JACKSONVILLE, Fla. -- The pictures are faded by time, but not his memory of being in the crowd that hot summer day August 28, 1963.
"I remember Mahalia Jackson singing, and I remember Peter Paul and Mary because I had been in Vermont," said Cula Jackson.
Jackson said he was returning from a YMCA summer camp in Vermont when his parents told him they were going to Washington.
"Of course I whined," said Jackson, "I had been away from home for weeks I was ready to go home.
For a 13-year-old, Washington was a long ways from Dublin, Georgia. Jackson said when he saw the crowd, it was overwhelming.
"I had never seen so many people in my life," he said, "I vividly remember the March, I remember it was hot."
Jackson said he found a shady spot under a line of trees near the Lincoln Memorial and that's where he stood.
"It was like a big picnic," said Jackson, "people had their lunches out."
He said he doesn't remember all of the speakers or everything that was said, but he remembers the atmosphere was electric and reached a crescendo with Dr.
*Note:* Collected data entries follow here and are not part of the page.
// vkscheme: Xcode scheme patcher for Vulkan loader paths
//
// SPDX-FileCopyrightText: 2026 Romeo Ahmed
// SPDX-License-Identifier: GPL-3.0-or-later

//! The configure pipeline.
//!
//! ```text
//! RequiredEnv::resolve(env)      missing --> EnvError
//!   --> Generator::generate(args)  failed --> ProcessError
//!   --> SchemeLocation::locate     absent --> SchemeError::NotFound
//!   --> SchemeDocument::load --> SchemePatcher::apply --> save
//! ```
//!
//! Each stage runs only if the one before it succeeded. Nothing is rolled
//! back: a generated project with an unpatched scheme stays on disk.

use std::ffi::OsString;
use std::path::Path;

use tracing::{debug, info};

use crate::config::Config;
use crate::core::env::container::Env;
use crate::core::env::required::RequiredEnv;
use crate::error::{ProcessError, SchemeError, VkError, VkResult};
use crate::generator::{Generator, GeneratorContext};
use crate::scheme::{PatchReport, SchemeDocument, SchemePatcher};

/// Regenerates the project and injects the required variables into its scheme.
///
/// `args` go to the generator unchanged. `working_dir` is where the generator
/// runs and where the scheme is looked up.
///
/// # Errors
///
/// Returns the first failure: a missing required variable, a generator that
/// fails, a scheme that is absent or malformed, or a failed write.
pub async fn run_configure_command(
    args: &[OsString],
    config: &Config,
    env: &Env,
    generator: &dyn Generator,
    working_dir: &Path,
) -> VkResult<PatchReport> {
    let dry_run = config.global.dry;

    let vars = RequiredEnv::resolve(env, &config.scheme.required_vars)?;
    debug!(count = vars.len(), "required variables present");

    let ctx = GeneratorContext::new(working_dir, dry_run);
    generator.generate(&ctx, args).await?;

    let path = config.scheme_location().locate(working_dir)?;
    println!("\nUpdating scheme: {}", path.display());

    let mut doc = SchemeDocument::load(&path)?;
    let report = SchemePatcher::from_config(&config.scheme).apply(&mut doc, &vars)?;

    if dry_run {
        info!(path = %path.display(), "[dry-run] Would write scheme");
    } else {
        doc.save()?;
    }

    info!(
        path = %report.path.display(),
        created_container = report.created_container,
        inserted = ?report.inserted,
        removed = report.removed,
        "Scheme updated"
    );
    Ok(report)
}

/// The message printed for a failed run.
///
/// A missing variable and a missing scheme print their own text. A generator
/// that exits non-zero prints its decoded stderr. Everything else is prefixed
/// with `Error: `.
#[must_use]
pub fn render_error(err: &VkError) -> String {
    match err {
        VkError::Env(e) => e.to_string(),
        VkError::Process(e) => match e.as_ref() {
            ProcessError::NonZeroExit { stderr, .. } => format!("Error: {stderr}"),
            other => format!("Error: {other}"),
        },
        VkError::Scheme(e) if matches!(e.as_ref(), SchemeError::NotFound { .. }) => e.to_string(),
        other => format!("Error: {other}"),
    }
}
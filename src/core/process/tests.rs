// vkscheme: Xcode scheme patcher for Vulkan loader paths
//
// SPDX-FileCopyrightText: 2026 Romeo Ahmed
// SPDX-License-Identifier: GPL-3.0-or-later

use std::time::Duration;

use super::builder::{ProcessBuilder, StreamFlags};
use crate::error::ProcessError;

#[test]
fn test_command_line_quotes_spaces() {
    let builder = ProcessBuilder::new("cmake")
        .arg("-GXcode")
        .args(["-DCMAKE_BUILD_TYPE=Debug", "../Guppy Vulkan"]);

    insta::assert_snapshot!(builder.command_line(), @r#"cmake -GXcode -DCMAKE_BUILD_TYPE=Debug "../Guppy Vulkan""#);
    assert_eq!(builder.args_slice().len(), 3);
}

#[test]
fn test_stream_flags_default() {
    assert_eq!(StreamFlags::default(), StreamFlags::FORWARD_TO_LOG);
}

#[test]
fn test_executable_lookup_not_found() {
    let program = "nonexistent_program_12345";

    let err = ProcessBuilder::which(program).unwrap_err();
    assert!(matches!(err, ProcessError::ExecutableNotFound { ref name } if name == program));
    assert!(ProcessBuilder::which(program).is_err());
}

#[cfg(unix)]
#[test]
fn test_executable_lookup_found() {
    let builder = ProcessBuilder::which("sh").expect("sh should be in PATH");
    assert!(builder.program().is_absolute());

    let cached = ProcessBuilder::which("sh").unwrap();
    assert_eq!(cached.program(), builder.program());
}

#[cfg(unix)]
#[tokio::test]
async fn test_process_captures_stdout() {
    let output = ProcessBuilder::new("/bin/sh")
        .args(["-c", "echo hello"])
        .stdout_flags(StreamFlags::KEEP_IN_STRING)
        .run()
        .await
        .expect("echo should succeed");

    assert!(output.success());
    insta::assert_snapshot!(output.stdout(), @"hello");
}

#[cfg(unix)]
#[tokio::test]
async fn test_process_non_zero_exit_carries_stderr() {
    let err = ProcessBuilder::new("/bin/sh")
        .args(["-c", "echo 'first line' >&2; echo 'second line' >&2; exit 42"])
        .quiet()
        .capture_stderr()
        .run()
        .await
        .unwrap_err();

    let ProcessError::NonZeroExit { code, stderr, .. } = err else {
        panic!("expected NonZeroExit, got {err:?}");
    };
    assert_eq!(code, 42);
    assert_eq!(stderr, "first line\nsecond line");
}

#[cfg(unix)]
#[tokio::test]
async fn test_process_stderr_not_kept_when_discarded() {
    let err = ProcessBuilder::new("/bin/sh")
        .args(["-c", "echo noise >&2; exit 1"])
        .quiet()
        .run()
        .await
        .unwrap_err();

    assert!(matches!(err, ProcessError::NonZeroExit { ref stderr, .. } if stderr.is_empty()));
}

#[cfg(unix)]
#[tokio::test]
async fn test_process_many_stderr_lines() {
    let output = ProcessBuilder::new("/bin/sh")
        .args(["-c", "i=0; while [ $i -lt 500 ]; do echo line$i >&2; i=$((i+1)); done"])
        .quiet()
        .capture_stderr()
        .run()
        .await
        .expect("loop should succeed");

    assert_eq!(output.stderr().lines().count(), 500);
    assert_eq!(output.stderr().lines().last(), Some("line499"));
}

#[cfg(unix)]
#[tokio::test]
async fn test_process_cwd() {
    let dir = tempfile::tempdir().unwrap();
    let output = ProcessBuilder::new("/bin/sh")
        .args(["-c", "pwd"])
        .cwd(dir.path())
        .stdout_flags(StreamFlags::KEEP_IN_STRING)
        .run()
        .await
        .unwrap();

    let expected = dir.path().canonicalize().unwrap();
    let actual = std::path::PathBuf::from(output.stdout().trim())
        .canonicalize()
        .unwrap();
    assert_eq!(actual, expected);
}

#[cfg(unix)]
#[tokio::test]
async fn test_process_timeout_kills_child() {
    let err = ProcessBuilder::new("/bin/sh")
        .args(["-c", "exec sleep 30"])
        .quiet()
        .timeout(Duration::from_millis(200))
        .run()
        .await
        .unwrap_err();

    assert!(matches!(err, ProcessError::Timeout { timeout_secs: 0, .. }));
}

#[tokio::test]
async fn test_process_spawn_failure() {
    let err = ProcessBuilder::new("/nonexistent/dir/generator")
        .run()
        .await
        .unwrap_err();

    assert!(matches!(err, ProcessError::SpawnFailed { .. }));
}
King's speech.
"When he finished the place just erupted, boom!" said Jackson.
Jackson said at the time, he did not realize he was an eyewitness to a dramatic change in the nation's history.
"By the time I was fifteen, sixteen, I became more knowledgeable as to what it was about," he said.
The retired educator said when he measures the words of King's "I have a dream" speech with today's society he finds there are still gaps between then and now.
"If he was alive, he would not be satisfied with where we are," said Jackson.
He treasures his slightly worn pictures, his passes to several congressional offices and the memories of August 1963. He has shared his experience with his children and grandchildren.